An der Ecke zum Paseo de Martí stehen viel zu junge Anhalterinnen in viel zu kurzen Röckchen, auf den Marmorbänken von Havannas Prachtboulevard mit seinen noch immer bröckelnden Kolonialbauten sitzen alte Männer in verschlissenen Guayabera-Hemden und sehen den Schulkindern zu, die in ihren rot-weißen Uniformen mit selbst gebastelten Schlägern Baseball spielen. Weiter oben, am Parque Central, diskutiert an der „Esquina Caliente“, der heißen Ecke, ein Männerpulk wild gestikulierend über ... nein, nicht Politik, sondern über Kubas Nationalsport Baseball.

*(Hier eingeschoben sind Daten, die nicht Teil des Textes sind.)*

use std::path::PathBuf;

use dirs_next::home_dir;

/// Expands a leading `~` to the user's home directory.
///
/// Paths without a tilde prefix are returned trimmed but otherwise unchanged.
pub fn expand_tilde(path: &str) -> PathBuf {
    let trimmed = path.trim();
    let home = || home_dir().unwrap_or_else(|| PathBuf::from("~"));
    if trimmed == "~" {
        return home();
    }
    if let Some(rest) = trimmed.strip_prefix("~/").or_else(|| trimmed.strip_prefix("~\\")) {
        return home().join(rest);
    }
    PathBuf::from(trimmed)
}

#[cfg(test)]
mod tests {
    use super::*;

    #[test]
    fn leaves_absolute_paths_alone() {
        assert_eq!(expand_tilde(" /etc/relist/list.json "), PathBuf::from("/etc/relist/list.json"));
    }

    #[test]
    fn expands_home_prefix() {
        if let Some(home) = home_dir() {
            assert_eq!(expand_tilde("~/relist"), home.join("relist"));
            assert_eq!(expand_tilde("~"), home);
        }
    }
}
extern crate halfreg_layout;

use halfreg_layout::{Register, RegisterFamily};
use std::error::Error;
use std::process;

const USAGE: &str = "Usage:
  regfields bootstrap <family.json> <family name>
  regfields add-register <family.json> <name> <size> [split|split-signed]
  regfields generate <family.json>
  regfields decode <family.json> <register> <value>";

fn bootstrap(path: &str, name: &str) -> Result<(), Box<dyn Error>> {
    RegisterFamily::new(name).save_to_file(path)
}

fn add_register(path: &str, name: &str, size: &str, kind: Option<&str>) -> Result<(), Box<dyn Error>> {
    let size: u8 = size.parse().map_err(|_| format!("`{}` isn't a number", size))?;
    let register = match kind {
        None => Register::new(name, size),
        Some("split") => Register::split_pair(name, size, false),
        Some("split-signed") => Register::split_pair(name, size, true),
        Some(other) => return Err(format!("Unknown register kind: {}", other).into()),
    };
    let mut family = RegisterFamily::load_from_file(path)?;
    family.add_register(register)?;
    family.save_to_file(path)
}

fn generate(path: &str) -> Result<(), Box<dyn Error>> {
    let family = RegisterFamily::load_from_file(path)?;
    print!("{}", family.generate()?);
    Ok(())
}

fn decode(path: &str, name: &str, value: &str) -> Result<(), Box<dyn Error>> {
    let family = RegisterFamily::load_from_file(path)?;
    let register = family
        .register(name)
        .ok_or_else(|| format!("No register named {} in family {}", name, family.register_family))?;
    let raw = register.parse_raw(value)?;
    println!("{} ({}-bit) = {:#x}", register.name, register.size, raw);
    for field in register.fields.iter().filter(|f| f.read) {
        match field.get(raw, register.size) {
            Ok(v) => println!("  {:<12} [{:>2}..={:<2}] {}", field.name, field.lsb, field.msb, v),
            Err(e) => println!("  {:<12} {}", field.name, e),
        }
    }
    Ok(())
}

fn main() {
    let args: Vec<String> = std::env::args().skip(1).collect();
    let args: Vec<&str> = args.iter().map(String::as_str).collect();
    let result = match args[..] {
        ["bootstrap", path, name] => bootstrap(path, name),
        ["add-register", path, name, size] => add_register(path, name, size, None),
        ["add-register", path, name, size, kind] => add_register(path, name, size, Some(kind)),
        ["generate", path] => generate(path),
        ["decode", path, name, value] => decode(path, name, value),
        _ => {
            eprintln!("{}", USAGE);
            process::exit(2);
        }
    };
    if let Err(e) = result {
        eprintln!("{}", e);
        process::exit(1);
    }
}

Ein „jinetero“ (Schlepper) zischelt Touristen das unvermeidliche „¿tabacos, casa, chica?“ hinterher, und vor dem Capitolio warten die „Americanos“. 60 Jahre haben viele der alten Amischlitten schon auf dem Buckel, Chevies, Buicks und Oldsmobiles, blank gewienert, doch unter der Motorhaube oft nur mit Klebeband und Nylonstrümpfen als Keilriemenersatz am Laufen gehalten. Es sind Monumente kubanischer Improvisationskunst. Aber die kurze Fahrt hinüber auf die andere Seite des Hafens, zur Morro-Festung, die schaffen diese halblegalen Privattaxis noch. Meistens...
Wer auf den Mauern des trutzigen Bollwerks steht, dem liegt ganz Havanna zu Füßen. Die Zeit hat gerade noch gereicht, das Häusermeer der Stadt im letzten Abendlicht zu bewundern. Die Kuppel des Capitolio beherrscht die Silhouette. Viele Habaneros, das Visum für die USA schon in der Tasche, nehmen hier Abschied von ihrer Stadt und ihrem bisherigen Leben: Früher war das oft für immer.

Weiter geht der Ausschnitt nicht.